Abstract
Cognitive self-regulation can shape pain experience, but little is known about whether it affects autonomic responses to painful events. In this study, participants (N = 41) deployed a cognitive strategy based on reappraisal and imagination to regulate pain up or down on different trials while skin conductance responses (SCR) and electrocardiogram (ECG) activity were recorded. Using a machine learning approach, we developed stimulus-locked SCR and ECG physiological markers predictive of pain ratings. The markers demonstrated high sensitivity when predicting pain ratings, r = 0.55-0.83. In an independent dataset (N = 84), they discriminated different levels of painful heat with 74-93% accuracy and showed some specificity relative to discriminating levels of vicarious pain (50-71% accuracy; chance is 50%). Cognitive self-regulation increased and decreased both pain ratings and physiology in accordance with regulatory goals.
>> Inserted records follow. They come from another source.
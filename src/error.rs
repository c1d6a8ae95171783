use std::fmt;
use std::io;
use crate::config::ConfigError;
use crate::executor::ExecError;
use crate::lexer::LexError;
use crate::parser::ParseError;

/// Everything that can go wrong while handling one input line.
#[derive(Debug)]
pub enum ShellError {
    Lex(LexError),
    Parse(ParseError),
    Exec(ExecError),
    Config(ConfigError),
    Io(io::Error),
}

impl fmt::Display for ShellError {
    fn fmt(&self, f: &mut fmt::Formatter<'_>) -> fmt::Result {
        match self {
            ShellError::Lex(e) => write!(f, "Lexing error: {}", e),
            ShellError::Parse(e) => write!(f, "Parsing error: {}", e),
            ShellError::Exec(e) => write!(f, "{}", e),
            ShellError::Config(e) => write!(f, "Config error: {}", e),
            ShellError::Io(e) => write!(f, "IO error: {}", e),
        }
    }
}

impl std::error::Error for ShellError {
    fn source(&self) -> Option<&(dyn std::error::Error + 'static)> {
        match self {
            ShellError::Lex(e) => Some(e),
            ShellError::Parse(e) => Some(e),
            ShellError::Exec(e) => Some(e),
            ShellError::Config(e) => Some(e),
            ShellError::Io(e) => Some(e),
        }
    }
}

impl From<LexError> for ShellError {
    fn from(e: LexError) -> Self {
        ShellError::Lex(e)
    }
}

impl From<ParseError> for ShellError {
    fn from(e: ParseError) -> Self {
        ShellError::Parse(e)
    }
}

impl From<ExecError> for ShellError {
    fn from(e: ExecError) -> Self {
        ShellError::Exec(e)
    }
}

impl From<ConfigError> for ShellError {
    fn from(e: ConfigError) -> Self {
        ShellError::Config(e)
    }
}

impl From<io::Error> for ShellError {
    fn from(e: io::Error) -> Self {
        ShellError::Io(e)
    }
}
These findings suggest that self-regulation can impact autonomic nervous system responses to painful stimuli and provide pain-selective autonomic profiles for future studies.
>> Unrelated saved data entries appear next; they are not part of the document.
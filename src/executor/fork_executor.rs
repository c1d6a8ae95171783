use std::convert::Infallible;
use std::ffi::CString;
use std::os::fd::{AsRawFd, RawFd};
use log::debug;
use nix::errno::Errno;
use nix::sys::wait::{waitpid, WaitStatus};
use nix::unistd::{close, dup2, execvp, fork, ForkResult, Pid};
use crate::ast::{CommandNode, ControlSplit};
use super::default_executor::{create_pipe, open_redirect_target};
use super::executor::{ExecError, ExecStatus, Executor};

/// Exit status of a child whose `execvp` failed.
const EXEC_FAILED: i32 = 127;

/// Runs commands with `fork` + `execvp`, wiring descriptors with `dup2` in
/// the child between the two calls.
///
/// Program lookup happens in the child: an unknown program is reported on
/// stderr by the child itself, which then exits with status 127.
pub struct ForkExecutor;

/// Arguments converted up front so nothing is allocated between fork and exec.
struct Program {
    argv: Vec<CString>,
}

impl Program {
    fn new(cmd: &CommandNode) -> Result<Self, ExecError> {
        if cmd.is_empty() {
            return Err(ExecError::EmptyCommand);
        }
        let argv = cmd
            .args
            .iter()
            .map(|arg| CString::new(arg.as_str()))
            .collect::<Result<Vec<_>, _>>()
            .map_err(|e| ExecError::InvalidArgument(e.to_string()))?;
        Ok(Program { argv })
    }
}

#[derive(Default)]
struct Wiring {
    stdin: Option<RawFd>,
    stdout: Option<RawFd>,
    unused: Option<RawFd>,
}

impl Executor for ForkExecutor {
    fn exec(&mut self, node: &ControlSplit) -> ExecStatus {
        match node {
            ControlSplit::Plain(cmd) => {
                let program = Program::new(cmd)?;
                let pid = spawn(&program, Wiring::default())?;
                wait_pid(pid)
            }
            ControlSplit::Redirect { node, file } => {
                let program = Program::new(node)?;
                let out = open_redirect_target(file)?;
                let pid = spawn(&program, Wiring {
                    stdout: Some(out.as_raw_fd()),
                    ..Wiring::default()
                })?;
                drop(out);
                wait_pid(pid)
            }
            ControlSplit::Pipeline(left, right) => self.exec_pipeline(left, right),
        }
    }
}

impl ForkExecutor {
    fn exec_pipeline(&mut self, left: &CommandNode, right: &CommandNode) -> ExecStatus {
        let left = Program::new(left)?;
        let right = Program::new(right)?;
        let (pipe_read, pipe_write) = create_pipe()?;

        let left_pid = spawn(&left, Wiring {
            stdout: Some(pipe_write.as_raw_fd()),
            unused: Some(pipe_read.as_raw_fd()),
            ..Wiring::default()
        })?;
        let right_pid = spawn(&right, Wiring {
            stdin: Some(pipe_read.as_raw_fd()),
            unused: Some(pipe_write.as_raw_fd()),
            ..Wiring::default()
        });

        // The shell neither reads nor writes the pipe
        drop(pipe_read);
        drop(pipe_write);

        let left_status = wait_pid(left_pid);
        let right_pid = right_pid?;
        if let Err(e) = left_status {
            eprintln!("pipe-shell: {}", e);
        }
        wait_pid(right_pid)
    }
}

fn spawn(program: &Program, wiring: Wiring) -> Result<Pid, ExecError> {
    // Safety: the shell is single-threaded, and the child only calls
    // dup2/close/execvp before either exec'ing or `_exit`ing.
    match unsafe { fork() }? {
        ForkResult::Parent { child } => {
            debug!("forked {:?} as pid {}", program.argv, child);
            Ok(child)
        }
        ForkResult::Child => {
            let Err(err) = exec_child(program, wiring);
            let parts: [&[u8]; 4] = [program.argv[0].as_bytes(), b": ", err.desc().as_bytes(), b"\n"];
            for part in parts {
                write_stderr(part);
            }
            unsafe { libc::_exit(EXEC_FAILED) }
        }
    }
}

fn exec_child(program: &Program, wiring: Wiring) -> Result<Infallible, Errno> {
    // Rust ignores SIGPIPE at startup and ignored signals survive exec
    unsafe {
        libc::signal(libc::SIGPIPE, libc::SIG_DFL);
    }
    if let Some(fd) = wiring.unused {
        close(fd)?;
    }
    if let Some(fd) = wiring.stdin {
        dup2(fd, libc::STDIN_FILENO)?;
        close(fd)?;
    }
    if let Some(fd) = wiring.stdout {
        dup2(fd, libc::STDOUT_FILENO)?;
        close(fd)?;
    }
    execvp(&program.argv[0], &program.argv)
}

/// Unbuffered and lock-free, unlike `eprintln!`, so it is safe after fork.
fn write_stderr(bytes: &[u8]) {
    unsafe {
        libc::write(libc::STDERR_FILENO, bytes.as_ptr().cast(), bytes.len());
    }
}

fn wait_pid(pid: Pid) -> ExecStatus {
    loop {
        match waitpid(pid, None) {
            Ok(WaitStatus::Exited(_, code)) => {
                debug!("pid {} exited with {}", pid, code);
                return Ok(code);
            }
            Ok(WaitStatus::Signaled(_, signal, _)) => {
                debug!("pid {} killed by {:?}", pid, signal);
                return Ok(128 + signal as i32);
            }
            Ok(_) => continue,
            Err(Errno::EINTR) => continue,
            Err(e) => return Err(e.into()),
        }
    }
}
Author Summary It is well known that cognitive self-regulation can modulate pain perception in humans, yet its physiological consequences are difficult to quantify, as the pain- and task-related physiological responses are intricately intertwined. Here, we developed physiological markers predictive of pain report from skin conductance response (SCR) and electrocardiogram (ECG) data collected from 41 participants while they experienced painful thermal stimulations without regulating their pain. These markers were validated on an independent dataset, and then tested for effects of reappraisal-based cognitive self-regulation. When participants were instructed to use this strategy to increase the amount of pain they experienced, expression of the pain-predictive physiological markers increased, and when participants were instructed to reduce the amount of pain they felt, expression of the physiological markers decreased. These results demonstrate that cognitive pain regulation using a conscious, reappraisal-based strategy not only impacts the way participants report pain, but also the way their autonomic physiology responds to pain.